_Task to carry out_: Write out the records below once more, exactly and completely.

(Stored items)
....................

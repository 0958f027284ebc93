//! Exchange Wire Protocol framing.
//!
//! Frame layout: `[0xCF][varint length][command][payload]`, where `length`
//! counts the command byte plus the payload.
//!
//! | command     | byte | payload                                       |
//! |-------------|------|-----------------------------------------------|
//! | REGISTER    | 0x01 | varint ack id, ANSI destination id            |
//! | UNREGISTER  | 0x02 | varint ack id, ANSI destination id            |
//! | SUBSCRIBE   | 0x03 | varint ack id, ANSI destination id            |
//! | PUBLISH     | 0x04 | varint ack id, ANSI destination id, raw bytes |
//! | ACK         | 0x05 | varint ack id, optional error-code byte       |
//!
//! [`FrameDecoder`] reassembles frames from an arbitrary byte stream: a read
//! may hold several frames or a fraction of one.

use bytes::{BufMut, Bytes, BytesMut};
use thiserror::Error;

use crate::{
    ack::AckId,
    packet::{Packet, PacketError, PacketWriter},
    varint,
};

/// First byte of every frame.
pub const FRAME_HEADER: u8 = 0xCF;

/// Upper bound on the length field, command byte included.
pub const MAX_FRAME_LENGTH: u64 = 16 * 1024 * 1024;

#[derive(Debug, Error)]
pub enum WireError {
    #[error("bad frame header byte {0:#04x}")]
    BadHeader(u8),

    #[error("frame length {0} exceeds the {MAX_FRAME_LENGTH} byte limit")]
    FrameTooLarge(u64),

    #[error("frame length must include the command byte")]
    EmptyFrame,

    #[error("unknown command byte {0:#04x}")]
    UnknownCommand(u8),

    #[error("unexpected {0:?} frame")]
    UnexpectedCommand(CommandCode),

    #[error("{trailing} trailing bytes after {command:?} payload")]
    TrailingBytes { command: CommandCode, trailing: usize },

    #[error("malformed payload: {0}")]
    Malformed(#[from] PacketError),
}

#[derive(Debug, Clone, Copy, PartialEq, Eq)]
#[repr(u8)]
pub enum CommandCode {
    Register = 0x01,
    Unregister = 0x02,
    Subscribe = 0x03,
    Publish = 0x04,
    Ack = 0x05,
}

impl TryFrom<u8> for CommandCode {
    type Error = WireError;

    fn try_from(byte: u8) -> Result<Self, Self::Error> {
        match byte {
            0x01 => Ok(CommandCode::Register),
            0x02 => Ok(CommandCode::Unregister),
            0x03 => Ok(CommandCode::Subscribe),
            0x04 => Ok(CommandCode::Publish),
            0x05 => Ok(CommandCode::Ack),
            other => Err(WireError::UnknownCommand(other)),
        }
    }
}

/// One decoded command.
#[derive(Debug, Clone, PartialEq, Eq)]
pub enum Frame {
    Register { ack: AckId, id: String },
    Unregister { ack: AckId, id: String },
    Subscribe { ack: AckId, id: String },
    Publish { ack: AckId, id: String, payload: Bytes },
    Ack { ack: AckId, error: Option<u8> },
}

impl Frame {
    pub fn command(&self) -> CommandCode {
        match self {
            Frame::Register { .. } => CommandCode::Register,
            Frame::Unregister { .. } => CommandCode::Unregister,
            Frame::Subscribe { .. } => CommandCode::Subscribe,
            Frame::Publish { .. } => CommandCode::Publish,
            Frame::Ack { .. } => CommandCode::Ack,
        }
    }

    pub fn ack_id(&self) -> AckId {
        match self {
            Frame::Register { ack, .. }
            | Frame::Unregister { ack, .. }
            | Frame::Subscribe { ack, .. }
            | Frame::Publish { ack, .. }
            | Frame::Ack { ack, .. } => *ack,
        }
    }

    /// Serializes the frame, header and length included.
    pub fn encode(&self) -> Result<Bytes, WireError> {
        let mut body = PacketWriter::with_capacity(self.body_hint());
        body.write_u8(self.command() as u8);
        match self {
            Frame::Register { ack, id }
            | Frame::Unregister { ack, id }
            | Frame::Subscribe { ack, id } => {
                body.write_uint(*ack);
                body.write_ansi_string(id)?;
            }
            Frame::Publish { ack, id, payload } => {
                body.write_uint(*ack);
                body.write_ansi_string(id)?;
                body.write_raw(payload);
            }
            Frame::Ack { ack, error } => {
                body.write_uint(*ack);
                if let Some(code) = error {
                    body.write_u8(*code);
                }
            }
        }

        let body = body.finish();
        let length = body.len() as u64;
        if length > MAX_FRAME_LENGTH {
            return Err(WireError::FrameTooLarge(length));
        }

        let mut out = BytesMut::with_capacity(1 + varint::encoded_len(length) + body.len());
        out.put_u8(FRAME_HEADER);
        varint::put_u64(&mut out, length);
        out.put_slice(body.as_bytes());
        Ok(out.freeze())
    }

    /// Parses the bytes that follow the length field.
    fn decode(body: Bytes) -> Result<Self, WireError> {
        let mut packet = Packet::from_bytes(body);
        let command = CommandCode::try_from(packet.read_u8()?)?;
        let ack = packet.read_uint()?;

        let frame = match command {
            CommandCode::Register => Frame::Register {
                ack,
                id: packet.read_ansi_string()?,
            },
            CommandCode::Unregister => Frame::Unregister {
                ack,
                id: packet.read_ansi_string()?,
            },
            CommandCode::Subscribe => Frame::Subscribe {
                ack,
                id: packet.read_ansi_string()?,
            },
            CommandCode::Publish => {
                let id = packet.read_ansi_string()?;
                let payload = packet.read_remaining();
                Frame::Publish { ack, id, payload }
            }
            CommandCode::Ack => {
                let error = if packet.is_exhausted() {
                    None
                } else {
                    Some(packet.read_u8()?)
                };
                Frame::Ack { ack, error }
            }
        };

        if !packet.is_exhausted() {
            return Err(WireError::TrailingBytes {
                command,
                trailing: packet.remaining(),
            });
        }
        Ok(frame)
    }

    fn body_hint(&self) -> usize {
        let id_len = match self {
            Frame::Register { id, .. }
            | Frame::Unregister { id, .. }
            | Frame::Subscribe { id, .. } => id.len(),
            Frame::Publish { id, payload, .. } => id.len() + payload.len(),
            Frame::Ack { .. } => 0,
        };
        1 + 2 * varint::MAX_LEN + id_len + 1
    }
}

/// Incremental decoder for a stream of frames.
#[derive(Debug, Default)]
pub struct FrameDecoder {
    pending: BytesMut,
}

impl FrameDecoder {
    pub fn new() -> Self {
        Self::default()
    }

    /// Buffers `data` and extracts every frame that is now complete.
    pub fn push(&mut self, data: &[u8]) -> Result<Vec<Frame>, WireError> {
        self.pending.extend_from_slice(data);

        let mut frames = Vec::new();
        while let Some(frame) = self.try_next()? {
            frames.push(frame);
        }
        Ok(frames)
    }

    /// Extracts one frame if a complete one is buffered.
    pub fn try_next(&mut self) -> Result<Option<Frame>, WireError> {
        let Some(&header) = self.pending.first() else {
            return Ok(None);
        };
        if header != FRAME_HEADER {
            return Err(WireError::BadHeader(header));
        }

        let Some((length, length_len)) = varint::decode_u64(&self.pending[1..]) else {
            return Ok(None);
        };
        if length == 0 {
            return Err(WireError::EmptyFrame);
        }
        if length > MAX_FRAME_LENGTH {
            return Err(WireError::FrameTooLarge(length));
        }

        let body_start = 1 + length_len;
        let frame_len = body_start + length as usize;
        if self.pending.len() < frame_len {
            return Ok(None);
        }

        let mut frame = self.pending.split_to(frame_len).freeze();
        let body = frame.split_off(body_start);
        Frame::decode(body).map(Some)
    }

    /// Bytes held back waiting for the rest of a frame.
    pub fn buffered(&self) -> usize {
        self.pending.len()
    }
}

....................

_Exercise solution_:
repository 0958f027284ebc93
//! Exchange Wire Protocol framing.
//!
//! Frame layout: `[0xCF][varint length][command][payload]`, where `length`
//! counts the command byte plus the payload.
//!
//! | command     | byte | payload                                       |
//! |-------------|------|-----------------------------------------------|
//! | REGISTER    | 0x01 | varint ack id, ANSI destination id            |
//! | UNREGISTER  | 0x02 | varint ack id, ANSI destination id            |
//! | SUBSCRIBE   | 0x03 | varint ack id, ANSI destination id            |
//! | PUBLISH     | 0x04 | varint ack id, ANSI destination id, raw bytes |
//! | ACK         | 0x05 | varint ack id, optional error-code byte       |
//!
//! [`FrameDecoder`] reassembles frames from an arbitrary byte stream: a read
//! may hold several frames or a fraction of one.

use bytes::{BufMut, Bytes, BytesMut};
use thiserror::Error;

use crate::{
    ack::AckId,
    packet::{Packet, PacketError, PacketWriter},
    varint,
};

/// First byte of every frame.
pub const FRAME_HEADER: u8 = 0xCF;

/// Upper bound on the length field, command byte included.
pub const MAX_FRAME_LENGTH: u64 = 16 * 1024 * 1024;

#[derive(Debug, Error)]
pub enum WireError {
    #[error("bad frame header byte {0:#04x}")]
    BadHeader(u8),

    #[error("frame length {0} exceeds the {MAX_FRAME_LENGTH} byte limit")]
    FrameTooLarge(u64),

    #[error("frame length must include the command byte")]
    EmptyFrame,

    #[error("unknown command byte {0:#04x}")]
    UnknownCommand(u8),

    #[error("unexpected {0:?} frame")]
    UnexpectedCommand(CommandCode),

    #[error("{trailing} trailing bytes after {command:?} payload")]
    TrailingBytes { command: CommandCode, trailing: usize },

    #[error("malformed payload: {0}")]
    Malformed(#[from] PacketError),
}

#[derive(Debug, Clone, Copy, PartialEq, Eq)]
#[repr(u8)]
pub enum CommandCode {
    Register = 0x01,
    Unregister = 0x02,
    Subscribe = 0x03,
    Publish = 0x04,
    Ack = 0x05,
}

impl TryFrom<u8> for CommandCode {
    type Error = WireError;

    fn try_from(byte: u8) -> Result<Self, Self::Error> {
        match byte {
            0x01 => Ok(CommandCode::Register),
            0x02 => Ok(CommandCode::Unregister),
            0x03 => Ok(CommandCode::Subscribe),
            0x04 => Ok(CommandCode::Publish),
            0x05 => Ok(CommandCode::Ack),
            other => Err(WireError::UnknownCommand(other)),
        }
    }
}

/// One decoded command.
#[derive(Debug, Clone, PartialEq, Eq)]
pub enum Frame {
    Register { ack: AckId, id: String },
    Unregister { ack: AckId, id: String },
    Subscribe { ack: AckId, id: String },
    Publish { ack: AckId, id: String, payload: Bytes },
    Ack { ack: AckId, error: Option<u8> },
}

impl Frame {
    pub fn command(&self) -> CommandCode {
        match self {
            Frame::Register { .. } => CommandCode::Register,
            Frame::Unregister { .. } => CommandCode::Unregister,
            Frame::Subscribe { .. } => CommandCode::Subscribe,
            Frame::Publish { .. } => CommandCode::Publish,
            Frame::Ack { .. } => CommandCode::Ack,
        }
    }

    pub fn ack_id(&self) -> AckId {
        match self {
            Frame::Register { ack, .. }
            | Frame::Unregister { ack, .. }
            | Frame::Subscribe { ack, .. }
            | Frame::Publish { ack, .. }
            | Frame::Ack { ack, .. } => *ack,
        }
    }

    /// Serializes the frame, header and length included.
    pub fn encode(&self) -> Result<Bytes, WireError> {
        let mut body = PacketWriter::with_capacity(self.body_hint());
        body.write_u8(self.command() as u8);
        match self {
            Frame::Register { ack, id }
            | Frame::Unregister { ack, id }
            | Frame::Subscribe { ack, id } => {
                body.write_uint(*ack);
                body.write_ansi_string(id)?;
            }
            Frame::Publish { ack, id, payload } => {
                body.write_uint(*ack);
                body.write_ansi_string(id)?;
                body.write_raw(payload);
            }
            Frame::Ack { ack, error } => {
                body.write_uint(*ack);
                if let Some(code) = error {
                    body.write_u8(*code);
                }
            }
        }

        let body = body.finish();
        let length = body.len() as u64;
        if length > MAX_FRAME_LENGTH {
            return Err(WireError::FrameTooLarge(length));
        }

        let mut out = BytesMut::with_capacity(1 + varint::encoded_len(length) + body.len());
        out.put_u8(FRAME_HEADER);
        varint::put_u64(&mut out, length);
        out.put_slice(body.as_bytes());
        Ok(out.freeze())
    }

    /// Parses the bytes that follow the length field.
    fn decode(body: Bytes) -> Result<Self, WireError> {
        let mut packet = Packet::from_bytes(body);
        let command = CommandCode::try_from(packet.read_u8()?)?;
        let ack = packet.read_uint()?;

        let frame = match command {
            CommandCode::Register => Frame::Register {
                ack,
                id: packet.read_ansi_string()?,
            },
            CommandCode::Unregister => Frame::Unregister {
                ack,
                id: packet.read_ansi_string()?,
            },
            CommandCode::Subscribe => Frame::Subscribe {
                ack,
                id: packet.read_ansi_string()?,
            },
            CommandCode::Publish => {
                let id = packet.read_ansi_string()?;
                let payload = packet.read_remaining();
                Frame::Publish { ack, id, payload }
            }
            CommandCode::Ack => {
                let error = if packet.is_exhausted() {
                    None
                } else {
                    Some(packet.read_u8()?)
                };
                Frame::Ack { ack, error }
            }
        };

        if !packet.is_exhausted() {
            return Err(WireError::TrailingBytes {
                command,
                trailing: packet.remaining(),
            });
        }
        Ok(frame)
    }

    fn body_hint(&self) -> usize {
        let id_len = match self {
            Frame::Register { id, .. }
            | Frame::Unregister { id, .. }
            | Frame::Subscribe { id, .. } => id.len(),
            Frame::Publish { id, payload, .. } => id.len() + payload.len(),
            Frame::Ack { .. } => 0,
        };
        1 + 2 * varint::MAX_LEN + id_len + 1
    }
}

/// Incremental decoder for a stream of frames.
#[derive(Debug, Default)]
pub struct FrameDecoder {
    pending: BytesMut,
}

impl FrameDecoder {
    pub fn new() -> Self {
        Self::default()
    }

    /// Buffers `data` and extracts every frame that is now complete.
    pub fn push(&mut self, data: &[u8]) -> Result<Vec<Frame>, WireError> {
        self.pending.extend_from_slice(data);

        let mut frames = Vec::new();
        while let Some(frame) = self.try_next()? {
            frames.push(frame);
        }
        Ok(frames)
    }

    /// Extracts one frame if a complete one is buffered.
    pub fn try_next(&mut self) -> Result<Option<Frame>, WireError> {
        let Some(&header) = self.pending.first() else {
            return Ok(None);
        };
        if header != FRAME_HEADER {
            return Err(WireError::BadHeader(header));
        }

        let Some((length, length_len)) = varint::decode_u64(&self.pending[1..]) else {
            return Ok(None);
        };
        if length == 0 {
            return Err(WireError::EmptyFrame);
        }
        if length > MAX_FRAME_LENGTH {
            return Err(WireError::FrameTooLarge(length));
        }

        let body_start = 1 + length_len;
        let frame_len = body_start + length as usize;
        if self.pending.len() < frame_len {
            return Ok(None);
        }

        let mut frame = self.pending.split_to(frame_len).freeze();
        let body = frame.split_off(body_start);
        Frame::decode(body).map(Some)
    }

    /// Bytes held back waiting for the rest of a frame.
    pub fn buffered(&self) -> usize {
        self.pending.len()
    }
}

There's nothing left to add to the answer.